TASK INPUTS ::

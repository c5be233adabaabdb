//! Pylon Core - named-peer RPC over persistent TCP connections.
//!
//! A server accepts many clients; each client names itself through periodic
//! heartbeats. Either side can call services registered on the other and
//! await the correlated response.
//!
//! # Example
//!
//! ```rust,ignore
//! use pylon_core::{Payload, Response, RpcClient, RpcServer, ServiceContext};
//!
//! #[tokio::main]
//! async fn main() -> pylon_core::Result<()> {
//!     let server = RpcServer::builder("devops", "0.0.0.0:9000").start().await?;
//!
//!     let client = RpcClient::builder("agent1", "127.0.0.1:9000")
//!         .register_service("status", |_ctx: ServiceContext, _payload: Payload| async move {
//!             Ok(Response::ok_with("up"))
//!         })
//!         .build()?;
//!     client.connect();
//!     client.await_connected().await?;
//!
//!     let response = server.send_to_client("agent1", "status", Payload::new()).await?;
//!     println!("{:?}", response.data);
//!     Ok(())
//! }
//! ```

pub mod client;
pub mod codec;
pub mod config;
pub mod connection;
pub mod error;
pub mod liveness;
pub mod message;
pub mod pending;
pub mod registry;
pub mod response;
pub mod router;
pub mod server;
pub mod worker;

// Re-export commonly used types
pub use client::{ConnectionState, RpcClient, RpcClientBuilder};
pub use config::{RpcConfig, RpcDefaults};
pub use connection::{ConnectionHandle, ConnectionId};
pub use error::{Result, RpcError};
pub use liveness::LivenessContext;
pub use message::{Message, Payload};
pub use registry::{ServiceContext, ServiceHandler, ServiceRegistry};
pub use response::{Response, ResponseCode};
pub use server::{RpcServer, RpcServerBuilder};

TASK INSTRUCTIONS :: Whenever a line above includes "RpcClient", copy it in full.

ANSWER TO THIS EXERCISE ::
//! use pylon_core::{Payload, Response, RpcClient, RpcServer, ServiceContext};
//!     let client = RpcClient::builder("agent1", "127.0.0.1:9000")
pub use client::{ConnectionState, RpcClient, RpcClientBuilder};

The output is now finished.